The problem :: Your job is to copy the lines from the material that include "featured".

━━━━━━━━━━━━━━━━━━━━

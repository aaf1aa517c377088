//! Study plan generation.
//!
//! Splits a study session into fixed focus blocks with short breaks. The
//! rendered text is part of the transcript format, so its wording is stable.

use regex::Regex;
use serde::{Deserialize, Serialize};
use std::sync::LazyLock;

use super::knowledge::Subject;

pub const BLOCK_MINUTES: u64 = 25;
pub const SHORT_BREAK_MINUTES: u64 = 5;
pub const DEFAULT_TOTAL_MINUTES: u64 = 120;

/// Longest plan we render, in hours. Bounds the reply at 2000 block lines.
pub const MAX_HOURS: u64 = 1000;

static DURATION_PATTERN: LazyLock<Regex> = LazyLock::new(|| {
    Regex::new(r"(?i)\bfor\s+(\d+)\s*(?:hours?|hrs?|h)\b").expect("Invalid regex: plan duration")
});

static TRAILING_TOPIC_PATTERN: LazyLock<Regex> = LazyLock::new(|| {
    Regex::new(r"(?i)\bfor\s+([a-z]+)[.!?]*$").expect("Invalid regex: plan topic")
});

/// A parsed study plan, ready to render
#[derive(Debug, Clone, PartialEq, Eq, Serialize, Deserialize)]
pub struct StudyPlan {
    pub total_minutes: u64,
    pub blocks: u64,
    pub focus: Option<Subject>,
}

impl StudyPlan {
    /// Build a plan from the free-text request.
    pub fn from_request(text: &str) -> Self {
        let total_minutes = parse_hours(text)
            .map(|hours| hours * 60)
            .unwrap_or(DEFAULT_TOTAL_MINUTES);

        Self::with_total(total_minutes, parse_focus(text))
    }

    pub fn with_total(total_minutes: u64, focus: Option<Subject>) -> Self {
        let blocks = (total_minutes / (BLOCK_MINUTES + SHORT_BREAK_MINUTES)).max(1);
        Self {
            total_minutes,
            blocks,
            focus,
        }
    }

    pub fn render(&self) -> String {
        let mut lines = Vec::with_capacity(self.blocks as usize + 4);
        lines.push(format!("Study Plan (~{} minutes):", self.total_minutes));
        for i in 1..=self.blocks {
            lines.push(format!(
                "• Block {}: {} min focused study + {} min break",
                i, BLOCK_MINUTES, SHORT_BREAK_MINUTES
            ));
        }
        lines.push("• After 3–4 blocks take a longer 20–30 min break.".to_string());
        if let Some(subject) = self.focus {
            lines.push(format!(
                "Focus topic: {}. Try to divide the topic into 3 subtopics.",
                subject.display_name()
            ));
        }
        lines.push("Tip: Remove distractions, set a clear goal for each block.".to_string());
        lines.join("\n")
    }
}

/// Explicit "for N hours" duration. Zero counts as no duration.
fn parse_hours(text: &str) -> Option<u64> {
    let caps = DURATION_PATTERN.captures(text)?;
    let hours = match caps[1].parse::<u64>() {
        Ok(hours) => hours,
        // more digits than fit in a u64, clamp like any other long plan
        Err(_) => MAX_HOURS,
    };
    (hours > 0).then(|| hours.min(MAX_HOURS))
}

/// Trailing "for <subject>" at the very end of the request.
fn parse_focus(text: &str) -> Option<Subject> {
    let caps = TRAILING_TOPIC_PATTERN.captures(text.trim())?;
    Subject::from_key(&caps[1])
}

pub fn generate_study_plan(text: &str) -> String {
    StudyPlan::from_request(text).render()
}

━━━━━━━━━━━━━━━━━━━━

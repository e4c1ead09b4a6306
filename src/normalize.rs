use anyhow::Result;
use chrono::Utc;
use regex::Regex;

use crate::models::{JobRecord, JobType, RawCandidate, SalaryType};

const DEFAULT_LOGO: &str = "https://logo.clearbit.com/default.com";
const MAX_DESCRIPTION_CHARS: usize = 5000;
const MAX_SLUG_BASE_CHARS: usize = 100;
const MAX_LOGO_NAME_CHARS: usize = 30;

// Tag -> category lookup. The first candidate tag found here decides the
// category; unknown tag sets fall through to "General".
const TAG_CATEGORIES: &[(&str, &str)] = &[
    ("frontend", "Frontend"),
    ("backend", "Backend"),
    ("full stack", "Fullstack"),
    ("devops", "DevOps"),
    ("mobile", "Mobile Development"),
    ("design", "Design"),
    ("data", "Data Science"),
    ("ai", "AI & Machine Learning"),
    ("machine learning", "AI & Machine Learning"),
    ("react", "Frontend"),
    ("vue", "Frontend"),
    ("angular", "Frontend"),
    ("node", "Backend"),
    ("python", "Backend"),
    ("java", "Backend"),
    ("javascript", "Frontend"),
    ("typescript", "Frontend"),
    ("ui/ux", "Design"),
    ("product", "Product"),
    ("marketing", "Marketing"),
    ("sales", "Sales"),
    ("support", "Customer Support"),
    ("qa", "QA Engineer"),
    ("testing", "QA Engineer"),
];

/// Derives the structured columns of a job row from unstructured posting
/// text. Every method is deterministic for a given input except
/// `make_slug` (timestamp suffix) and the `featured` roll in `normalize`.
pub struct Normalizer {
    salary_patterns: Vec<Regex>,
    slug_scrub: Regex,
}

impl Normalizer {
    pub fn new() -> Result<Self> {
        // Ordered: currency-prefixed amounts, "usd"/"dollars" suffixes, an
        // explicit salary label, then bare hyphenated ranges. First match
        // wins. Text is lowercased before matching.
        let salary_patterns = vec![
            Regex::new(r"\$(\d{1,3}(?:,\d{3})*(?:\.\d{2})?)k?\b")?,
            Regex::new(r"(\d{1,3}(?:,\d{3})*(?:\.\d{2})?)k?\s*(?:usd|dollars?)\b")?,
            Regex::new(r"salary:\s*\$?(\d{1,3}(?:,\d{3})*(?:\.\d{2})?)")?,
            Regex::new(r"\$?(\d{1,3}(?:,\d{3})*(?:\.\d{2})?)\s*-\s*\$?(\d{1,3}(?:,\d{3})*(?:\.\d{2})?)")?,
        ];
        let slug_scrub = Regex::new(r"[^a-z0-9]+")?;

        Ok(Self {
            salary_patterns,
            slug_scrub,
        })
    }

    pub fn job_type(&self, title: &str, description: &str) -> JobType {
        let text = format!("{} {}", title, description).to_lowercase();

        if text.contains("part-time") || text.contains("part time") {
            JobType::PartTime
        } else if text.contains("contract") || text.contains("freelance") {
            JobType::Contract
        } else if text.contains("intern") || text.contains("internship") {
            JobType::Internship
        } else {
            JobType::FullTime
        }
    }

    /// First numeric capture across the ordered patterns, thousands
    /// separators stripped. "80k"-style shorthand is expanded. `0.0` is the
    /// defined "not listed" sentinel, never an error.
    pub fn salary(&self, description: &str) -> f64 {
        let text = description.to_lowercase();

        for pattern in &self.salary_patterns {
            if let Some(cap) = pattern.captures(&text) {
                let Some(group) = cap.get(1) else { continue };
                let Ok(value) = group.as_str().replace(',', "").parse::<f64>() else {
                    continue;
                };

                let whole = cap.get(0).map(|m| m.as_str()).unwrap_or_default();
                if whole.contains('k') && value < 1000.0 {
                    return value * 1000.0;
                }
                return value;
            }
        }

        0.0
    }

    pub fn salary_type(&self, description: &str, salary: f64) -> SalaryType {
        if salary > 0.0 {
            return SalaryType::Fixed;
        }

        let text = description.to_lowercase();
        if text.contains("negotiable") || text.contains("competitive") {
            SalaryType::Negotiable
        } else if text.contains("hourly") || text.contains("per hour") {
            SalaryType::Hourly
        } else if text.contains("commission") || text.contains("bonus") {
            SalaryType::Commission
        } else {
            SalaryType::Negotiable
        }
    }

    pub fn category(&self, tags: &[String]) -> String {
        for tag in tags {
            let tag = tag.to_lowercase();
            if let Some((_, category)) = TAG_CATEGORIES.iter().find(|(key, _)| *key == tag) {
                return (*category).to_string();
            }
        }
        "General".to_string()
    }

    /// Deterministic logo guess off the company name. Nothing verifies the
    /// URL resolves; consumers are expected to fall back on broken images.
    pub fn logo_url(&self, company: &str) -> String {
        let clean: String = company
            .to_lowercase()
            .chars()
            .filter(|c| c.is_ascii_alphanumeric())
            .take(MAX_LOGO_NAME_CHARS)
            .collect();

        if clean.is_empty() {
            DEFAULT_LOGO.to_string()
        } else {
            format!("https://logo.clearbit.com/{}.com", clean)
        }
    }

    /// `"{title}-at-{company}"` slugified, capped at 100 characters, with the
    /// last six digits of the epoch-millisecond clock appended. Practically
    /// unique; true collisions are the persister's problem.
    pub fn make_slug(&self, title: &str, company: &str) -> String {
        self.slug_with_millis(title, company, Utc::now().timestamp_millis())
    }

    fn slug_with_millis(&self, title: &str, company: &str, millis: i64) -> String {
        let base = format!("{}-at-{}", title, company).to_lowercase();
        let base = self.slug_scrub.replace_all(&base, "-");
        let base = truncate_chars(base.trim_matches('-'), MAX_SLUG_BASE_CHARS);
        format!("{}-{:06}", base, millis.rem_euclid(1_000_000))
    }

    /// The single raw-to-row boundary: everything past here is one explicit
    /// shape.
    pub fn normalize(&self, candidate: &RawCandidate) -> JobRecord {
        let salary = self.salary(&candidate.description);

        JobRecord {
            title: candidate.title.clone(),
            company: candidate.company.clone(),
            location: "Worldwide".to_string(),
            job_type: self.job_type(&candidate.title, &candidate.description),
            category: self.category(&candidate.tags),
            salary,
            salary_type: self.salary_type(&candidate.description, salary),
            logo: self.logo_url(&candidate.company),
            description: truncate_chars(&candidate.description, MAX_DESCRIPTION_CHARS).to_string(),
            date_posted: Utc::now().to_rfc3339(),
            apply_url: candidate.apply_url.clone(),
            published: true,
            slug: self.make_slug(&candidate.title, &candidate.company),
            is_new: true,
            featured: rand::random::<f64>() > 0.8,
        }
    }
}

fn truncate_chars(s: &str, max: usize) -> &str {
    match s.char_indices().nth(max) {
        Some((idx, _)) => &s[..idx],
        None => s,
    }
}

━━━━━━━━━━━━━━━━━━━━

Solution for this problem ::
/// `make_slug` (timestamp suffix) and the `featured` roll in `normalize`.
            featured: rand::random::<f64>() > 0.8,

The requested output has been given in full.